INDADAY 1.5 mg 30 SR film tablet {8697930032731} Klinik Özellikler

Mentis İlaç San. Tic. Ltd. Şti

[ 14 June  2013 ]

4.1. Terapötik endikasyonlar

4.2. Pozoloji ve uygulama şekli

Pozoloji/Uygulama sıklığı ve süresi:

Tercihen sabah olmak üzere günde bir tablet.

Tablet bir bardak su ile bütün olarak çiğnenmeden yutulmalıdır.

Yüksek dozlar, indapamid’in antihipertansif etkisini artırmaz ancak, saldiüretik etkilerde artış görülür.

Uygulama şekli:

Oral yoluyla alınır.

Özel popülasyonlara ilişkin ek bilgiler:

Böbrek yetmezliği (bakınız bölüm 4.3 ve 4.4):

Ciddi böbrek yetmezliği olan hastalarda (kretinin klerensi 30ml/dak altında ise) tedavi kontrendikedir.

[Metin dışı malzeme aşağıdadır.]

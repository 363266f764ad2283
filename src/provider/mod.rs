//! Page metrics providers: the capability the probes and the load generator
//! consume to navigate a URL and read back timing data.

pub mod bridge;
pub mod html;
pub mod http;

use serde::{Deserialize, Serialize};
use std::future::Future;
use std::sync::atomic::{AtomicU64, AtomicUsize, Ordering};
use std::sync::Arc;
use std::time::Duration;
use url::Url;

use crate::error::ProviderError;

pub use bridge::BridgeProvider;
pub use http::HttpProvider;

#[derive(Debug, Clone, Copy, PartialEq, Eq, Hash, Serialize, Deserialize)]
#[serde(rename_all = "lowercase")]
pub enum DeviceProfile {
    Desktop,
    Mobile,
}

impl DeviceProfile {
    pub fn user_agent(&self) -> &'static str {
        match self {
            DeviceProfile::Desktop => BrowserProfile::Chrome.user_agent(),
            DeviceProfile::Mobile => {
                "Mozilla/5.0 (iPhone; CPU iPhone OS 14_0 like Mac OS X) AppleWebKit/605.1.15 (KHTML, like Gecko) Version/14.0 Mobile/15E148 Safari/604.1"
            }
        }
    }

    pub fn viewport_width(&self) -> u32 {
        match self {
            DeviceProfile::Desktop => 1366,
            DeviceProfile::Mobile => 375,
        }
    }
}

#[derive(Debug, Clone, Copy, PartialEq, Eq, Hash, Serialize, Deserialize)]
#[serde(rename_all = "lowercase")]
pub enum BrowserProfile {
    Chrome,
    Firefox,
}

impl BrowserProfile {
    pub fn user_agent(&self) -> &'static str {
        match self {
            BrowserProfile::Chrome => {
                "Mozilla/5.0 (X11; Linux x86_64) AppleWebKit/537.36 (KHTML, like Gecko) Chrome/126.0 Safari/537.36"
            }
            BrowserProfile::Firefox => {
                "Mozilla/5.0 (X11; Linux x86_64; rv:127.0) Gecko/20100101 Firefox/127.0"
            }
        }
    }

    pub fn label(&self) -> &'static str {
        match self {
            BrowserProfile::Chrome => "chrome",
            BrowserProfile::Firefox => "firefox",
        }
    }
}

/// Result of a head-only request.
#[derive(Debug, Clone, Copy, PartialEq)]
pub struct HeadOutcome {
    pub status: u16,
    pub elapsed: Duration,
}

#[derive(Debug, Clone, Default, PartialEq, Serialize, Deserialize)]
#[serde(rename_all = "camelCase")]
pub struct NavigationTimings {
    pub ttfb_ms: Option<f64>,
    pub dom_interactive_ms: Option<f64>,
    pub dom_content_loaded_ms: Option<f64>,
    pub dom_complete_ms: Option<f64>,
    pub load_complete_ms: Option<f64>,
    pub first_paint_ms: Option<f64>,
    pub first_contentful_paint_ms: Option<f64>,
}

#[derive(Debug, Clone, Default, PartialEq, Serialize, Deserialize)]
#[serde(rename_all = "camelCase")]
pub struct ResourceStats {
    pub count: u32,
    pub total_transfer_bytes: u64,
    pub slowest_ms: f64,
}

/// Core Web Vitals collected within a bounded window. Any field may be
/// missing; FID in particular needs real user input and is usually absent.
#[derive(Debug, Clone, Default, PartialEq, Serialize, Deserialize)]
#[serde(rename_all = "camelCase")]
pub struct WebVitals {
    pub largest_contentful_paint_ms: Option<f64>,
    pub first_input_delay_ms: Option<f64>,
    pub cumulative_layout_shift: Option<f64>,
}

#[derive(Debug, Clone, Default, PartialEq, Serialize, Deserialize)]
#[serde(rename_all = "camelCase", default)]
pub struct FormFacts {
    pub inputs: u32,
    pub buttons: u32,
    pub has_submit: bool,
    pub unlabeled_inputs: u32,
}

/// Structural facts about the rendered document, used by the link,
/// mobile, accessibility and form probes.
#[derive(Debug, Clone, Default, PartialEq, Serialize, Deserialize)]
#[serde(rename_all = "camelCase", default)]
pub struct DocumentFacts {
    pub links: Vec<String>,
    pub has_viewport_meta: bool,
    pub mobile_nav_elements: u32,
    pub viewport_width: Option<u32>,
    pub forms: Vec<FormFacts>,
    pub images_total: u32,
    pub images_missing_alt: u32,
    pub inputs_without_label: u32,
    pub has_lang: bool,
    pub has_title: bool,
}

#[derive(Debug, Clone, PartialEq)]
pub struct PageSnapshot {
    pub status: u16,
    pub elapsed: Duration,
    pub timings: NavigationTimings,
    pub resources: ResourceStats,
    pub web_vitals: Option<WebVitals>,
    pub document: Option<DocumentFacts>,
}

impl PageSnapshot {
    pub fn is_success(&self) -> bool {
        self.status < 400
    }

    /// Approximate speed index: midpoint of first contentful paint and
    /// DOM completion when both are known.
    pub fn speed_index_ms(&self) -> Option<f64> {
        match (
            self.timings.first_contentful_paint_ms,
            self.timings.dom_complete_ms.or(self.timings.load_complete_ms),
        ) {
            (Some(fcp), Some(done)) => Some((fcp + done.max(fcp)) / 2.0),
            (Some(fcp), None) => Some(fcp),
            (None, Some(done)) => Some(done),
            (None, None) => None,
        }
    }
}

/// Navigate-and-measure capability. Implementations own their transport;
/// the core only relies on this contract.
pub trait PageMetricsProvider: Send + Sync + 'static {
    fn name(&self) -> &'static str;

    /// Fails with [`ProviderError::Unavailable`] when the provider cannot
    /// serve navigations at all.
    fn initialize(&self) -> impl Future<Output = Result<(), ProviderError>> + Send;

    fn head(
        &self,
        url: &Url,
        browser: BrowserProfile,
        timeout: Duration,
    ) -> impl Future<Output = Result<HeadOutcome, ProviderError>> + Send;

    fn navigate(
        &self,
        url: &Url,
        device: DeviceProfile,
        timeout: Duration,
    ) -> impl Future<Output = Result<PageSnapshot, ProviderError>> + Send;
}

/// The provider selected at startup.
pub enum AnyProvider {
    Http(HttpProvider),
    Bridge(BridgeProvider),
}

impl PageMetricsProvider for AnyProvider {
    fn name(&self) -> &'static str {
        match self {
            AnyProvider::Http(p) => p.name(),
            AnyProvider::Bridge(p) => p.name(),
        }
    }

    async fn initialize(&self) -> Result<(), ProviderError> {
        match self {
            AnyProvider::Http(p) => p.initialize().await,
            AnyProvider::Bridge(p) => p.initialize().await,
        }
    }

    async fn head(
        &self,
        url: &Url,
        browser: BrowserProfile,
        timeout: Duration,
    ) -> Result<HeadOutcome, ProviderError> {
        match self {
            AnyProvider::Http(p) => p.head(url, browser, timeout).await,
            AnyProvider::Bridge(p) => p.head(url, browser, timeout).await,
        }
    }

    async fn navigate(
        &self,
        url: &Url,
        device: DeviceProfile,
        timeout: Duration,
    ) -> Result<PageSnapshot, ProviderError> {
        match self {
            AnyProvider::Http(p) => p.navigate(url, device, timeout).await,
            AnyProvider::Bridge(p) => p.navigate(url, device, timeout).await,
        }
    }
}

// ============================================================================
// Resource accounting
// ============================================================================

/// Counts provider calls the core currently holds open. Every call is made
/// under a [`PageLease`], released on drop, so a cancelled future returns
/// its slot as soon as it is dropped.
#[derive(Debug, Clone, Default)]
pub struct ResourceTracker {
    in_flight: Arc<AtomicUsize>,
    acquired: Arc<AtomicU64>,
}

pub struct PageLease {
    in_flight: Arc<AtomicUsize>,
}

impl Drop for PageLease {
    fn drop(&mut self) {
        self.in_flight.fetch_sub(1, Ordering::SeqCst);
    }
}

impl ResourceTracker {
    pub fn new() -> Self {
        Self::default()
    }

    pub fn lease(&self) -> PageLease {
        self.in_flight.fetch_add(1, Ordering::SeqCst);
        self.acquired.fetch_add(1, Ordering::SeqCst);
        PageLease {
            in_flight: self.in_flight.clone(),
        }
    }

    /// Await `fut` while holding a lease.
    pub async fn leased<F: Future>(&self, fut: F) -> F::Output {
        let _lease = self.lease();
        fut.await
    }

    pub fn in_flight(&self) -> usize {
        self.in_flight.load(Ordering::SeqCst)
    }

    pub fn total_acquired(&self) -> u64 {
        self.acquired.load(Ordering::SeqCst)
    }
}

#[cfg(test)]
mod tests {
    use super::*;

    #[test]
    fn test_lease_released_on_drop() {
        let tracker = ResourceTracker::new();
        let a = tracker.lease();
        let b = tracker.lease();
        assert_eq!(tracker.in_flight(), 2);
        drop(a);
        assert_eq!(tracker.in_flight(), 1);
        drop(b);
        assert_eq!(tracker.in_flight(), 0);
        assert_eq!(tracker.total_acquired(), 2);
    }

    #[tokio::test]
    async fn test_leased_future_dropped_mid_flight() {
        let tracker = ResourceTracker::new();
        let fut = tracker.leased(tokio::time::sleep(Duration::from_secs(60)));
        let result = tokio::time::timeout(Duration::from_millis(20), fut).await;
        assert!(result.is_err());
        assert_eq!(tracker.in_flight(), 0);
    }

    #[test]
    fn test_speed_index_prefers_fcp_and_dom_complete() {
        let mut snapshot = PageSnapshot {
            status: 200,
            elapsed: Duration::from_millis(900),
            timings: NavigationTimings {
                first_contentful_paint_ms: Some(400.0),
                dom_complete_ms: Some(1200.0),
                ..Default::default()
            },
            resources: ResourceStats::default(),
            web_vitals: None,
            document: None,
        };
        assert_eq!(snapshot.speed_index_ms(), Some(800.0));

        snapshot.timings.dom_complete_ms = None;
        assert_eq!(snapshot.speed_index_ms(), Some(400.0));

        snapshot.timings.first_contentful_paint_ms = None;
        assert_eq!(snapshot.speed_index_ms(), None);
    }
}
use axum::extract::State;
use axum::Json;
use chrono::Utc;
use serde::Serialize;

use crate::config::ProbeMode;
use crate::provider::PageMetricsProvider;
use crate::state::SharedState;

#[derive(Serialize)]
pub struct HealthResponse {
    pub status: String,
    pub version: String,
    pub provider: String,
    pub probe_mode: ProbeMode,
    pub active_runs: usize,
    pub in_flight_operations: usize,
    pub limits: LimitsInfo,
    pub uptime_secs: i64,
}

#[derive(Serialize)]
pub struct LimitsInfo {
    pub max_concurrency: u32,
    pub max_duration: u64,
}

/// Overall status label from the number of open runs.
pub fn determine_overall_status(active_runs: usize) -> &'static str {
    if active_runs == 0 {
        "idle"
    } else {
        "busy"
    }
}

/// GET /health
pub async fn health<P: PageMetricsProvider>(
    State(state): State<SharedState<P>>,
) -> Json<HealthResponse> {
    let active_runs = state.runs.read().await.len();
    let (max_concurrency, max_duration) = state.pipeline.limits();

    Json(HealthResponse {
        status: determine_overall_status(active_runs).to_string(),
        version: env!("CARGO_PKG_VERSION").to_string(),
        provider: state.pipeline.provider().name().to_string(),
        probe_mode: state.config.probe_mode,
        active_runs,
        in_flight_operations: state.pipeline.tracker().in_flight(),
        limits: LimitsInfo {
            max_concurrency,
            max_duration,
        },
        uptime_secs: (Utc::now() - state.started_at).num_seconds(),
    })
}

Karaciğer yetmezliği (bakınız bölüm 4.3 ve 4.4):

Ciddi karaciğer yetmezliği olan hastalarda tedavi kontrendikedir.

Pediyatrik popülasyon:

Bu popülasyon ile ilgili güvenlilik ve etkililik verileri olmadığından İNDADA Y’nın çocuklar ve ergenler tarafından kullanılması tavsiye edilmemektedir.

Geriyatrik popülasyon:

4.3. Kontrendikasyonlar

- İndapamid, ilacın içerdiği yardımcı maddelere veya sülfonamid türevi ilaçlara aşırı duyarlılık

- Ciddi böbrek yetmezliği

- Ciddi karaciğer yetmezliği veya hepatik ensefalopati

- Hipokalemi

4.4.   Özel kullanım uyarıları ve Önlemleri

Uyarılar:

Hepatik bozukluklar:

Karaciğer fonksiyonu bozuk olduğu zaman, tiyazid ve bu gruptan diüretikler hepatik ensefalopati’ye (özellikle elektrolit dengesizliği durumlarında) sebebiyet verebilirler. Bu gibi durumlarda, diüretik tatbiki derhal kesilmelidir.

Fotosensitivite:

Tiyazid ve tiyazid benzeri diüretiklerle fotosensitivite reaksiyonları bildirilmiştir (bakınız bölüm

4.8). Tedavi sırasında fotosensitivite reaksiyonu oluşursa tedavinin durdurulması tavsiye edilir. Eğer diüretik tedavisi tekrar başlatılacaksa güneşe veya suni UVA ışınlarına maruz kalan bölgeler korunmalıdır.

QT sendromu / Torsades de Pointes:

Uzun QT sendromu / Torsades de Pointes’e neden olabilir. Bu nedenle tanısı konmuş veya şüpheli konjenital uzamış QT sendromu veya Torsades de Pointes hastalarında kullanılmamalıdır.

Önlemler:

Su ve elektrolit dengesi:

- Plasma sodyumu:

Tedaviye başlamadan önce ve daha sonra belirli aralıklarla ölçülmelidir. Herhangi bir diüretik tedavisi bazen çok ciddi sonuçlara sebebiyet veren hiponatremiye neden olabilir. Kanda sodyum seviyesindeki düşüş asemptomatik olabilir ve bundan ötürü özellikle yaşlı, sirozlu hastalarda daha sık muntazam kontrol gerektirmektedir. (Bakınız: Advers reaksiyonlar ve doz aşımı)

- Plasma Potasyumu :

Hipokalemiye bağlı olan potasyum kaybı tiyazid ve benzeri olan diüretiklerin en büyük riskidir. Hipokaleminin başlama riski (<3.4 mmol/1) belli yüksek risk popülasyon unda önlenmelidir; (yaşlı, kötü beslenmiş veya çok ilaç tedavisi gören ödemli ve asidozu olan sirozlu hastalar, koroner damar hastalığı ve kalp yetmezliği olan hastalarda). Bu durumda, hipokalemi dijitalis preperatların kardiyak toksisitesini ve aritmi riskini arttırır.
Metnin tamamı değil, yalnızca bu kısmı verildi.